As state-owned Arabic-language television Al-Alam said Iran will demand key changes to the deal, President Mahmoud Ahmadinejad reiterated that Tehran has the right to pursue nuclear technology.
"Without a doubt, if there is no justice problems will not be solved," the presidency's website cited him as telling visiting Turkish Prime Minister Recep Tayyip Erdogan.
"When an illicit regime possesses nuclear arms, one cannot talk about depriving other nations of a peaceful nuclear programme," he said, referring to Israel, widely believed to be the Middle East's sole nuclear-armed power.
"The reality is that the Zionist regime is a threat to all countries ... Your clear stance towards the Zionist regime had a positive effect in the world, especially the Islamic world."
Iranian officials continued to express conflicting views on the draft deal.
"Iran will accept the broad framework of the deal, but wants very important changes in it," Al-Alam said, quoting a source close to Tehran's nuclear negotiating team. It said Tehran will give its response within "48 hours."
State-owned English language television Press TV reported that Tehran will not shift its entire stock of low-enriched uranium (LEU) -- as hinted at by the proposed deal -- indicating Tehran would demand changes to it.
The UN's International Atomic Energy Agency (IAEA), which drafted the deal, refused to comment on the reports, saying it is awaiting Iran's official response.
But EU foreign policy chief Javier Solana welcomed Tehran's reported acceptance and said he hoped to talk to Iranian officials on Wednesday, although he did not think the deal required any great adjustments.
"The deal was a good deal and I don't think this requires fundamental changes," he told reporters after talks with EU foreign ministers in Luxembourg, adding that "it's very difficult to know what it means: important changes."

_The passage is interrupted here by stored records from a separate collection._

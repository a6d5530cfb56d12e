// SPDX-FileCopyrightText: 2026 Keyfort Contributors
// SPDX-License-Identifier: MIT OR Apache-2.0

//! Argon2id key derivation from a passphrase.
//!
//! Derives the 32-byte master-key-wrapping key using Argon2id with
//! parameters from [`keyfort_config::SecretsConfig`].

use keyfort_core::KeyfortError;
use ring::rand::{SecureRandom, SystemRandom};
use zeroize::Zeroizing;

/// Derive a 32-byte key from a passphrase using Argon2id.
///
/// The returned key is wrapped in [`Zeroizing`] for automatic memory
/// zeroing on drop.
pub fn derive_key(
    passphrase: &[u8],
    salt: &[u8; 16],
    memory_cost: u32,
    iterations: u32,
    parallelism: u32,
) -> Result<Zeroizing<[u8; 32]>, KeyfortError> {
    let params = argon2::Params::new(memory_cost, iterations, parallelism, Some(32))
        .map_err(|e| KeyfortError::SecretStore(format!("invalid Argon2id parameters: {e}")))?;

    let argon2 = argon2::Argon2::new(argon2::Algorithm::Argon2id, argon2::Version::V0x13, params);

    let mut output = Zeroizing::new([0u8; 32]);
    argon2
        .hash_password_into(passphrase, salt, output.as_mut())
        .map_err(|e| KeyfortError::SecretStore(format!("Argon2id key derivation failed: {e}")))?;

    Ok(output)
}

/// Generate a random 16-byte salt for Argon2id.
pub fn generate_salt() -> Result<[u8; 16], KeyfortError> {
    let rng = SystemRandom::new();
    let mut salt = [0u8; 16];
    rng.fill(&mut salt)
        .map_err(|_| KeyfortError::SecretStore("failed to generate random salt".to_string()))?;
    Ok(salt)
}
// SPDX-FileCopyrightText: 2026 Keyfort Contributors
// SPDX-License-Identifier: MIT OR Apache-2.0

//! API key validator for the OpenAI Chat Completions API.

use async_trait::async_trait;
use keyfort_config::ValidationConfig;
use keyfort_core::{KeyfortError, ProviderValidator, ValidationOutcome};
use tracing::debug;

use crate::messages;

const API_BASE_URL: &str = "https://api.openai.com";
const PROBE_MODEL: &str = "gpt-4o-mini";

/// Validates OpenAI API keys with a one-token chat completion request.
#[derive(Debug, Clone)]
pub struct OpenAiValidator {
    client: reqwest::Client,
    base_url: String,
}

impl OpenAiValidator {
    /// Creates a new validator with timeouts from `config`.
    pub fn new(config: &ValidationConfig) -> Result<Self, KeyfortError> {
        Ok(Self {
            client: crate::build_client(config)?,
            base_url: API_BASE_URL.to_string(),
        })
    }

    /// Overrides the base URL (for testing with wiremock).
    #[cfg(test)]
    pub fn with_base_url(mut self, url: String) -> Self {
        self.base_url = url;
        self
    }
}

#[async_trait]
impl ProviderValidator for OpenAiValidator {
    fn platform(&self) -> &'static str {
        "OpenAI"
    }

    async fn validate(&self, secret: &str) -> ValidationOutcome {
        let body = serde_json::json!({
            "model": PROBE_MODEL,
            "max_tokens": 1,
            "messages": [{"role": "user", "content": "Hi"}],
        });

        let response = self
            .client
            .post(format!("{}/v1/chat/completions", self.base_url))
            .bearer_auth(secret)
            .json(&body)
            .send()
            .await;

        let response = match response {
            Ok(response) => response,
            Err(e) => return crate::transport_outcome(&e),
        };

        let status = response.status().as_u16();
        debug!(status, "openai validation response");

        match status {
            200 => ValidationOutcome::Valid,
            401 => ValidationOutcome::Invalid {
                message: messages::INVALID_KEY.to_string(),
            },
            403 => ValidationOutcome::Invalid {
                message: messages::KEY_BLOCKED.to_string(),
            },
            429 => ValidationOutcome::Valid,
            500 | 502 | 503 => ValidationOutcome::ServerError {
                message: messages::SERVER_UNAVAILABLE.to_string(),
            },
            other => {
                let body = response.text().await.unwrap_or_default();
                crate::unrecognized_status_outcome(other, &body)
            }
        }
    }
}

Since 2006, Solana has been negotiating on behalf of world powers to try to persuade Iran to enter talks on suspending enrichment work in exchange for political and economic benefits.
The Iranian television reports come a day after Foreign Minister Manouchehr Mottaki, in a first official response, said Iran might ship part of its LEU abroad, but buying the fuel from a foreign supplier was still an option.
France says the deal calls for Tehran to export to Russia more than 1,200 kilos (2,640 pounds) of its 3.5 percent LEU for refining up to 20 percent purity to fuel a Tehran research reactor that makes medical isotopes.
World powers back this, as they fear Iran intends to enrich its LEU to even higher levels for use in atomic weapons. Another plus from their perspective is that the Tehran facility is closely monitored by the IAEA.
Tehran says its enrichment drive -- the most controversial aspect of its nuclear project -- is peaceful.
The IAEA drafted the uranium exchange deal during talks held between Iran and France, Russia and the United States earlier this month in Vienna.
Iran was to give its response to the deal last Friday but delayed it until this week amid stiff opposition from some top officials.
Influential hardline MP Mohammad Kosari, a member of parliament's committee on national security and foreign policy, said he "rejects the deal," which he says will also "be rejected by the majlis (parliament) by a high margin."
It was unclear whether parliament's approval was essential for the deal.
But committee chairman Alaeddin Borujerdi said Iran should hand over its LEU in batches as it would help in "confidence-building" with world powers.
"We provide part of 3.5 percent enriched uranium to the party in the deal and once we receive the 20 percent, we give another batch of 3.5 percent," Borujerdi was quoted as saying by ILNA news agency.
"In other words not all the fuel (LEU) will be handed over in one batch."
Iran is estimated to have 1,500 kilos of LEU at its enrichment plant in the central city of Natanz, produced in defiance of three sets of UN sanctions.